2020 has so far been a tough year for suppliers and manufacturers of consumer electronics. While consumer spending has been resilient -- propped up by government aid amid the COVID-19 pandemic -- it hasn't translated to great sales for many electronic devices. Smartphones, for example, are expected to take a massive 12% dip this year and won't return to growth until the beginning of 2021, according to tech researcher IDC.
And that was the problem for Universal Display (OLED 2.58%) during the second quarter. Between some of its manufacturing partners pulling orders forward into the first quarter (as a precaution against possible supply-chain disruptions during the global pandemic) and sluggish demand for devices, the second-quarter numbers looked disastrous. Yet the stock didn't skip a beat and is continuing its rebound after the March market meltdown. What gives?
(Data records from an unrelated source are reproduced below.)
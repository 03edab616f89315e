//! Applying a move to a board in place.

use tracing::debug;

use crate::board::{Board, KINGSIDE_ROOK_FILE, QUEENSIDE_ROOK_FILE};
use crate::types::{ChessError, Color, Move, Piece, PieceType, SpecialMove, Square};

/// Play `mv` on `board`.
///
/// The source square is always cleared and the destination receives the
/// mover, or the promoted piece when a pawn reaches its last rank with
/// `mv.promotion` set. En passant also removes the captured pawn, castling
/// also relocates the rook.
///
/// `update_flags` distinguishes the live game from a legality probe. When
/// set, the mover is marked as moved, the en-passant target is refreshed and
/// the halfmove/fullmove counters advance. When unset none of that
/// bookkeeping is touched.
///
/// The move must come from the legal moves of this board; anything else is
/// applied as given. An empty source square is rejected without changing
/// the board.
pub fn apply_move(board: &mut Board, mv: &Move, update_flags: bool) -> Result<(), ChessError> {
    let piece = board
        .piece_at(mv.from)
        .ok_or(ChessError::EmptySquare(mv.from))?;
    let is_capture = board.piece_at(mv.to).is_some() || mv.special == SpecialMove::EnPassant;

    let mut moving = match mv.promotion {
        Some(promotion)
            if piece.piece_type == PieceType::Pawn
                && mv.to.rank == piece.color.promotion_rank() =>
        {
            Piece::promoted(promotion, piece.color)
        }
        _ => piece,
    };

    match mv.special {
        SpecialMove::EnPassant => {
            // the captured pawn sits beside the mover, one rank behind `to`
            board.set(Square::new(mv.from.rank, mv.to.file), None);
        }
        SpecialMove::CastleKingside => {
            move_castling_rook(board, mv.to.rank, KINGSIDE_ROOK_FILE, mv.to.file - 1);
        }
        SpecialMove::CastleQueenside => {
            move_castling_rook(board, mv.to.rank, QUEENSIDE_ROOK_FILE, mv.to.file + 1);
        }
        SpecialMove::None | SpecialMove::DoublePush => {}
    }

    board.set(mv.from, None);
    if update_flags {
        moving.has_moved = true;
    }
    board.set(mv.to, Some(moving));

    if update_flags {
        let is_pawn = piece.piece_type == PieceType::Pawn;
        board.en_passant_target = if is_pawn && mv.from.rank.abs_diff(mv.to.rank) == 2 {
            Some(Square::new((mv.from.rank + mv.to.rank) / 2, mv.from.file))
        } else {
            None
        };
        if is_pawn || is_capture {
            board.halfmove_clock = 0;
        } else {
            board.halfmove_clock += 1;
        }
        if piece.color == Color::Black {
            board.fullmove_number += 1;
        }
        debug!(
            mv = %mv,
            color = piece.color.to_human(),
            piece = moving.piece_type.to_human(),
            capture = is_capture,
            "applied move"
        );
    }
    Ok(())
}

fn move_castling_rook(board: &mut Board, rank: u8, from_file: u8, to_file: u8) {
    if let Some(mut rook) = board.take(Square::new(rank, from_file)) {
        rook.has_moved = true;
        board.set(Square::new(rank, to_file), Some(rook));
    }
}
As is the case with all businesses linked to manufacturing, quarterly (and sometimes annual) results can be incredibly volatile. And while 2020 could go down as a forgettable year for the business, UDC's long-term potential is still intact.
A disastrous spring?
UDC reported revenue of $58.0 million and meager net income of $815,000, declines of 51% and 98%, respectively, from a year ago. Breaking down the numbers further: The sale of basic material used in the making of OLED (organic light-emitting diode) screens fell 58% to $31.9 million, and the slightly less volatile royalty and license fees for UDC's patented manufacturing processes were down 42% to $22.4 million. Thanks to the epic drop, trailing 12-month results are now in decline from the halfway point of 2019.
However, it's worth noting that even after the big tumble, UDC remains a very profitable enterprise. Free cash flow (revenue less cash operating and capital expenses) was $121 million over the last 12 months on revenue of $369 million -- good for an enviable free-cash-flow margin of nearly 33%. And with cash and equivalents of $644 million and zero debt on the books (enough liquidity to cover some three-and-a-half years of operating expenses), UDC is far from being in any kind of trouble.
No surprises for manufacturing
The real reason the stock is holding its ground, though, is that manufacturing sales can be highly variable as supply and demand ebb and flow. And although UDC management said July demand was picking up pace again, enough variables remain that it opted not to offer any full-year guidance.
That doesn't mean the OLED display market is suddenly drying up. On the contrary, about two dozen OLED factories will be opening soon, and more devices in the small-screen wearable, smartphone, and tablet industries are making use of OLED tech. Laptops are only just beginning to move away from legacy LED (light-emitting diode) displays. And more TV manufacturers like Vizio and Xiaomi (for the Chinese market) are also starting to offer OLED for the first time.
In fact, in an updated investor presentation for the third quarter, UDC reiterated previously stated long-term guidance for annual OLED panel area demand to increase to 13.4 million square meters in 2021 -- up from 8.2 million square meters in 2019. And by 2024, annual demand is expected to be 19.3 million meters. That bodes well for UDC's OLED basic material sales unit, as more and bigger screens will equate to a big jump in raw OLED compounds needed by manufacturers. Additionally, UDC continues to develop new manufacturing methods to increase the viability of OLED for manufacturers and consumers.
Along the way, it's going to be a wild ride. And longtime UDC investors are no doubt familiar with the current situation. Quarterly revenue looks ugly and the immediate-term outlook is foggy, but a big rebound will eventually come. That expectation is why share prices didn't crater after the quarterly update.
As OLED screen tech continues to make steady progress against LED (OLED is still a low single-digit percentage of the overall global digital display industry), Universal Display has plenty of growth potential remaining. For investors looking a couple years or more down the road, there's a lot to like about this highly profitable display manufacturing partner.